No que concerne à aplicabilidade do redutor previsto no artigo 33, § 4º, da Lei nº 11.343/2006, esta Corte sufraga o entendimento de que se comprovado o não preenchimento cumulativo dos critérios estabelecidos pelo legislador para a caracterização do tráfico privilegiado, é impossível a sua aplicação. Nessa linha, in verbis:


HABEAS CORPUS. TRÁFICO DE DROGAS. CAUSA DE DIMINUIÇÃO DA PENA PREVISTA NO ART. 33, § 4º, DA LEI 11.343/2006. APLICAÇÃO. INVIABILIDADE. REVOLVIMENTO DE FATOS E PROVAS. ORDEM DENEGADA. 1. A não aplicação da minorante prevista no § 4º do art. 33 da Lei 11.343/2006 pressupõe a demonstração pelo juízo sentenciante da existência de conjunto probatório apto a afastar ao menos um dos critérios – porquanto autônomos –, descritos no preceito legal: (a) primariedade; (b) bons antecedentes; (c) não dedicação a atividades criminosas; e (d) não integração à organização criminosa.
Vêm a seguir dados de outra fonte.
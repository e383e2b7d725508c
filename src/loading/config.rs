use std::path::PathBuf;

/// File locations for building a [`StreetModel`](crate::model::StreetModel).
#[derive(Debug, Clone)]
pub struct StreetModelConfig {
    /// Delimited edge list: a header row, then `u,v,length_meters` rows.
    pub edges_path: PathBuf,
    /// JSON object mapping node id to `[longitude, latitude]`.
    pub coords_path: PathBuf,
}
// Re-export key components
pub use crate::loading::{StreetModelConfig, create_street_model};
pub use crate::model::{NodeCoordinates, StreetGraph, StreetModel};
pub use crate::routing::dijkstra::{DijkstraTrace, dijkstra_path_weights, dijkstra_trace};
pub use crate::routing::{PathResult, Segment, find_route, shortest_path};

// Core types for the street network
pub use crate::Distance; // meters
pub use crate::StreetNodeId;

pub use crate::Error;
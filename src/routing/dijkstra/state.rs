use std::cmp::Ordering;

use petgraph::graph::NodeIndex;

use crate::Distance;

#[derive(Copy, Clone, PartialEq)]
pub(super) struct State {
    pub(super) cost: Distance,
    pub(super) node: NodeIndex,
}

impl Eq for State {}

// Implement Ord for State to use in BinaryHeap
impl Ord for State {
    fn cmp(&self, other: &Self) -> Ordering {
        // Min-heap by cost (reversed from standard Rust BinaryHeap).
        // Costs are finite by construction, so total_cmp is plain numeric
        // order; ties fall back to the node index.
        other
            .cost
            .total_cmp(&self.cost)
            .then_with(|| other.node.index().cmp(&self.node.index()))
    }
}

impl PartialOrd for State {
    fn partial_cmp(&self, other: &Self) -> Option<Ordering> {
        Some(self.cmp(other))
    }
}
Nesse juízo, não se pode ignorar que a norma em questão tem a clara finalidade de apenar com menor grau de intensidade quem pratica de modo eventual as condutas descritas no art. 33, caput e § 1º, daquele mesmo diploma legal em contraponto ao agente que faz do crime o seu modo de vida, razão pela qual, evidentemente, não estaria apto a usufruir do referido benefício 2. O Tribunal de Justiça concluiu, com base nos elementos de provas colhidos sob o crivo do contraditório, pela dedicação do paciente a atividades criminosas, circunstância que não pode contraditada em sede de habeas corpus, instrumento que não se presta para o revolvimento do conjunto fático probatório. Precedentes. 3. Ordem denegada. (HC 129.360, Segunda Turma, Rel. Min. Teori Zavascki, DJe de 4/2/2016).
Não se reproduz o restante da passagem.